Он оживлённо, радостно говорил, много. Ирина не сразу даже вникла. Он обещал ей, что после Америки, куда он давно хотел, как в самую лучшую, деловую, разумную страну, и даже прежде Америки, лишь бы вот кончилась война, они поедут по её заветному (давно высказанному, отвергнутому и затаённому) маршруту: в Иерусалим, Палестину, а потом в Индию.

— А смотреть будем как? — спросила Ирина. — Как Париж?

(На Эйфелеву поднимал скоростной  лифт, — “А чего мы там не  видели?” — боялся он высоты. — “Тогда я одна!” Если  “одна” — тащится и он. Могилу  Наполеона? — “А что нам Наполеон? Да мы, русские, уморились его  лупить.”)

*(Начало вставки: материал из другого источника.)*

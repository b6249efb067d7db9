use std::sync::Once;

/// Filter applied when neither the config nor `RUST_LOG` provides one.
///
/// wgpu logs every resource creation at `info`; keep it at `warn`.
pub const DEFAULT_FILTER: &str = "info,wgpu_core=warn,wgpu_hal=warn,naga=warn";

/// Logger configuration.
///
/// `env_filter` follows the `env_logger` filter syntax (e.g. "info", "warn",
/// "glaze_engine=debug,wgpu_core=warn").
#[derive(Debug, Clone)]
pub struct LoggingConfig {
    pub env_filter: Option<String>,
    pub write_style: env_logger::WriteStyle,
}

impl Default for LoggingConfig {
    fn default() -> Self {
        Self {
            env_filter: None,
            write_style: env_logger::WriteStyle::Auto,
        }
    }
}

static INIT: Once = Once::new();

/// Initializes the global logger once. Later calls are ignored.
pub fn init_logging(config: LoggingConfig) {
    INIT.call_once(|| {
        let filter = resolve_filter(config.env_filter, std::env::var("RUST_LOG").ok());

        let mut builder = env_logger::Builder::new();
        builder.parse_filters(&filter);
        builder.write_style(config.write_style);
        builder.init();

        log::debug!("logging initialized ({filter})");
    });
}

/// Explicit filter, then `RUST_LOG`, then [`DEFAULT_FILTER`]. Blank strings are skipped.
fn resolve_filter(explicit: Option<String>, env: Option<String>) -> String {
    explicit
        .filter(|f| !f.trim().is_empty())
        .or_else(|| env.filter(|f| !f.trim().is_empty()))
        .unwrap_or_else(|| DEFAULT_FILTER.to_string())
}

#[cfg(test)]
mod tests {
    use super::*;

    #[test]
    fn explicit_filter_wins() {
        let f = resolve_filter(Some("debug".into()), Some("warn".into()));
        assert_eq!(f, "debug");
    }

    #[test]
    fn env_used_without_explicit_filter() {
        assert_eq!(resolve_filter(None, Some("trace".into())), "trace");
    }

    #[test]
    fn blank_values_fall_through_to_default() {
        assert_eq!(resolve_filter(Some("  ".into()), Some(String::new())), DEFAULT_FILTER);
        assert_eq!(resolve_filter(None, None), DEFAULT_FILTER);
    }
}
use anyhow::Result;
use winit::event::{ElementState, KeyEvent, WindowEvent};
use winit::keyboard::{KeyCode, PhysicalKey};
use winit::window::WindowId;

use glaze_engine::coords::Viewport;
use glaze_engine::core::{App, AppControl, FrameCtx};
use glaze_engine::device::GpuInit;
use glaze_engine::logging::{init_logging, LoggingConfig};
use glaze_engine::mesh::Mesh;
use glaze_engine::render::{UiRenderer, UiRendererConfig};
use glaze_engine::shading::{LinearRgba, PackedColor};
use glaze_engine::window::{Runtime, RuntimeConfig};

const CLEAR: LinearRgba = LinearRgba::new(0.1, 0.2, 0.3, 1.0);

const PANEL: PackedColor = PackedColor::from_rgb(38, 42, 52);
const HEADER: PackedColor = PackedColor::from_rgb(58, 64, 80);
const ACCENT: PackedColor = PackedColor::from_rgb(86, 156, 214);
const BUTTON: PackedColor = PackedColor::from_rgb(70, 76, 94);

/// Premultiplies straight RGBA8, which is what the blend state expects.
const fn premul(r: u8, g: u8, b: u8, a: u8) -> PackedColor {
    PackedColor::from_rgba(mul_alpha(r, a), mul_alpha(g, a), mul_alpha(b, a), a)
}

const fn mul_alpha(c: u8, a: u8) -> u8 {
    ((c as u16 * a as u16 + 127) / 255) as u8
}

struct Studio {
    renderer: UiRenderer,
    meshes: Vec<Mesh>,
}

impl Studio {
    fn new() -> Self {
        Self {
            renderer: UiRenderer::new(UiRendererConfig::default()),
            meshes: Vec::new(),
        }
    }

    /// Lays the scene out against the current target so resizes reflow it.
    fn build_scene(&mut self, viewport: Viewport) {
        let [w, h] = viewport.size();
        self.meshes.clear();

        let mut chrome = Mesh::with_capacity(64, 96);
        chrome.add_colored_rect([0.0, 0.0], [w, 48.0], HEADER);
        chrome.add_colored_rect([0.0, 48.0], [240.0, h], PANEL);
        chrome.add_colored_rect([0.0, 48.0], [4.0, h], ACCENT);
        for i in 0..6 {
            let y = 72.0 + i as f32 * 44.0;
            chrome.add_colored_rect([16.0, y], [224.0, y + 32.0], BUTTON);
        }
        self.meshes.push(chrome);

        // Corner colors are blended across the quad by the rasterizer.
        let mut swatch = Mesh::new();
        let (cx, cy) = (240.0 + (w - 240.0) * 0.5, 48.0 + (h - 48.0) * 0.5);
        swatch.add_rect_corners(
            [cx - 200.0, cy - 140.0],
            [cx + 200.0, cy + 140.0],
            [
                PackedColor::from_rgb(255, 0, 0),
                PackedColor::from_rgb(0, 255, 0),
                PackedColor::from_rgb(0, 0, 255),
                PackedColor::WHITE,
            ],
        );
        self.meshes.push(swatch);

        let mut overlay = Mesh::new();
        overlay.add_colored_rect([w - 320.0, h - 120.0], [w - 20.0, h - 20.0], premul(0, 0, 0, 160));
        overlay.add_colored_rect([w - 304.0, h - 104.0], [w - 36.0, h - 92.0], premul(255, 255, 255, 96));
        self.meshes.push(overlay);
    }
}

impl App for Studio {
    fn on_window_event(&mut self, _window_id: WindowId, event: &WindowEvent) -> AppControl {
        match event {
            WindowEvent::KeyboardInput {
                event:
                    KeyEvent {
                        physical_key: PhysicalKey::Code(KeyCode::Escape),
                        state: ElementState::Pressed,
                        ..
                    },
                ..
            } => {
                log::info!("escape pressed, exiting");
                AppControl::Exit
            }
            _ => AppControl::Continue,
        }
    }

    fn on_frame(&mut self, ctx: &mut FrameCtx<'_, '_>) -> AppControl {
        self.build_scene(ctx.gpu.viewport());

        let (renderer, meshes) = (&mut self.renderer, &self.meshes);
        ctx.render(CLEAR, |rctx, target| renderer.render(rctx, target, meshes))
    }
}

fn main() -> Result<()> {
    init_logging(LoggingConfig::default());

    let config = RuntimeConfig {
        title: "glaze studio".to_string(),
        ..RuntimeConfig::default()
    };

    Runtime::run(config, GpuInit::default(), Studio::new())
}
//! GPU rendering for UI meshes.
//!
//! Renderers issue GPU commands via wgpu and own their GPU resources
//! (pipelines, buffers, bind groups).
//!
//! Convention:
//! - CPU geometry is in pixels (top-left origin, +Y down).
//! - The vertex shader converts to clip space using a screen-size uniform.

mod buffer;
mod ctx;
mod ui;

pub use buffer::GrowableBuffer;
pub use ctx::{RenderCtx, RenderTarget};
pub use ui::{BlendMode, UiRenderer, UiRendererConfig};
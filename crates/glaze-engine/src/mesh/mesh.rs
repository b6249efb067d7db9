use crate::shading::{PackedColor, Vertex};

use super::MeshError;

/// Indexed triangle list in pixel space, as emitted by the layout engine.
///
/// Vertices are never modified once pushed; the renderer only reads them.
#[derive(Debug, Clone, Default, PartialEq)]
pub struct Mesh {
    pub vertices: Vec<Vertex>,
    pub indices: Vec<u32>,
}

impl Mesh {
    #[inline]
    pub fn new() -> Self {
        Self::default()
    }

    #[inline]
    pub fn with_capacity(vertices: usize, indices: usize) -> Self {
        Self {
            vertices: Vec::with_capacity(vertices),
            indices: Vec::with_capacity(indices),
        }
    }

    /// A mesh with no indices draws nothing.
    #[inline]
    pub fn is_empty(&self) -> bool {
        self.indices.is_empty()
    }

    /// Clears geometry. Keeps allocated capacity for reuse.
    #[inline]
    pub fn clear(&mut self) {
        self.vertices.clear();
        self.indices.clear();
    }

    /// Pushes a vertex and returns its index.
    #[inline]
    pub fn add_vertex(&mut self, vertex: Vertex) -> u32 {
        let idx = self.vertices.len() as u32;
        self.vertices.push(vertex);
        idx
    }

    #[inline]
    pub fn add_triangle(&mut self, a: u32, b: u32, c: u32) {
        self.indices.extend_from_slice(&[a, b, c]);
    }

    /// Axis-aligned rectangle in one solid color.
    pub fn add_colored_rect(&mut self, min: [f32; 2], max: [f32; 2], color: PackedColor) {
        self.add_rect_corners(min, max, [color; 4]);
    }

    /// Axis-aligned rectangle with one color per corner, clockwise from top-left.
    ///
    /// The rasterizer blends the corner colors across the two triangles.
    pub fn add_rect_corners(&mut self, min: [f32; 2], max: [f32; 2], colors: [PackedColor; 4]) {
        let [tl, tr, br, bl] = colors;
        let i0 = self.add_vertex(Vertex::new([min[0], min[1]], tl).with_uv([0.0, 0.0]));
        let i1 = self.add_vertex(Vertex::new([max[0], min[1]], tr).with_uv([1.0, 0.0]));
        let i2 = self.add_vertex(Vertex::new([max[0], max[1]], br).with_uv([1.0, 1.0]));
        let i3 = self.add_vertex(Vertex::new([min[0], max[1]], bl).with_uv([0.0, 1.0]));
        self.add_triangle(i0, i1, i2);
        self.add_triangle(i0, i2, i3);
    }

    /// Appends `other`, re-basing its indices onto this mesh's vertices.
    pub fn append(&mut self, other: &Mesh) {
        let base = self.vertices.len() as u32;
        self.vertices.extend_from_slice(&other.vertices);
        self.indices.extend(other.indices.iter().map(|i| i + base));
    }

    /// Checks that indices form whole triangles over existing vertices.
    pub fn validate(&self) -> Result<(), MeshError> {
        if self.indices.len() % 3 != 0 {
            return Err(MeshError::PartialTriangle { index_count: self.indices.len() });
        }
        let vertex_count = self.vertices.len();
        if let Some(&index) = self.indices.iter().find(|&&i| i as usize >= vertex_count) {
            return Err(MeshError::IndexOutOfRange { index, vertex_count });
        }
        Ok(())
    }
}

— Нет, нет, всё подробно, — обещал он, но уже освобождал с колен, но уже мял свою удлинённую папиросу и шёл покурить на веранду, прихватывая смятую “Биржёвку”. — Ирочка, ты вели на ужин что-нибудь лёгкое нам сюда принести, вроде цыплят. Никуда не выйдем, спать ляжем.

Ещё на веранду доставало свету, а в спальне по минутам темнело, и погасли, серели все цвета. Но Ирина не зажигала электричества.

Она перешла в безоконную глубину спальни. Нехотя и как тяжесть железную подняла за угол обесцвеченное в сумраке покрывало на одной из раскидистых кроватей. И так задержалась, осталась, держа поднятый, непосильно-тяжёлый угол...

За какою завесой, за каким покрывалом таится от обыденного опыта людского, от многих и всю их жизнь — то благословение, то сожигание, какое в старости посетило отца, — чтоб не побояться ни мирского осуждения, ни Божьего суда, бесстыдно кинуться подкупать архиерея — только бы пережениться на любимой?..

Жалость к мужу как быстро посетила Ирину, так быстро и ушла. А жалко стало ей своей прошлой отдельной ночи и даже сегодняшнего томительного одинокого, но и свободного дня. Если стянуть покрывало — обнажится шахта, высохший колодец, на дне которого в ночную бессонницу ей лежать на спине, размозжённой, — и нет горла крикнуть, и нет наверх верёвки. И героя — не будет никогда.

... А Роман, уже несколько часов дуревший над газетами, только сейчас ощутил весь их горячий интерес и смысл. Газеты как переменились, как будто посочнели и запульсировали буквы. Ещё не темно было на веранде, и он подошёл к карте, смотрел на свои флажки и на линию границы.

С тех пор как граница была утверждена Венским конгрессом, вот эта прусская культяпка, выставленная: к нам как бы для отсечения, никогда ещё не испытывалась: Россия с Германией не воевала с тех пор... Да больше, да лет сто пятьдесят не воевала... да самой Германии ещё не было... И вот — первая проба границ и расположений.